**INSTRUCTIONS FOR THE TASK**
In the records below, how many lines hold the word "NamespaceMode"? Give only the number.

═══ GIVEN RECORDS ═══

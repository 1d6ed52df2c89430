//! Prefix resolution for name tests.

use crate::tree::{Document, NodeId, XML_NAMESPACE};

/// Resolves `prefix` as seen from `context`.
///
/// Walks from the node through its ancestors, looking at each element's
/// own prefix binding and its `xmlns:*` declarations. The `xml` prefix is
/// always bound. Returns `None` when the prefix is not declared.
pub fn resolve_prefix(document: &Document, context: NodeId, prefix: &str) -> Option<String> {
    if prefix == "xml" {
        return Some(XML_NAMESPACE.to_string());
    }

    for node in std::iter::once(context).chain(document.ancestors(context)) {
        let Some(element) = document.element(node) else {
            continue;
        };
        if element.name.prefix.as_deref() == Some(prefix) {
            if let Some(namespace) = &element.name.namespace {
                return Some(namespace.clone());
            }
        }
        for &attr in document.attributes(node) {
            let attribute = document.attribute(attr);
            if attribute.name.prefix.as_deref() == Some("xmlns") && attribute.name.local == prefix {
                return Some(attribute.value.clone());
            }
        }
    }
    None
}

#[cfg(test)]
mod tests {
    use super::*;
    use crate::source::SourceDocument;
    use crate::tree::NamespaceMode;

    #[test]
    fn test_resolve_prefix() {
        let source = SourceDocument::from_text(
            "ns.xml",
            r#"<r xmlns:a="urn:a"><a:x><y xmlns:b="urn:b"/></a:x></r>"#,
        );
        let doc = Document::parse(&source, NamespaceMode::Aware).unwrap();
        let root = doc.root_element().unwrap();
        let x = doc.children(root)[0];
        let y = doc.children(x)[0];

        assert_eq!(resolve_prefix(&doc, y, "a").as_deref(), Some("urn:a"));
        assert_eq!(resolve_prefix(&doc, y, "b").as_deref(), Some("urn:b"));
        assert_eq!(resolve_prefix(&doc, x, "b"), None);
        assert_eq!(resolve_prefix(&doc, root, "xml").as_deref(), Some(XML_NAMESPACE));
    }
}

═══

**REPLY**
2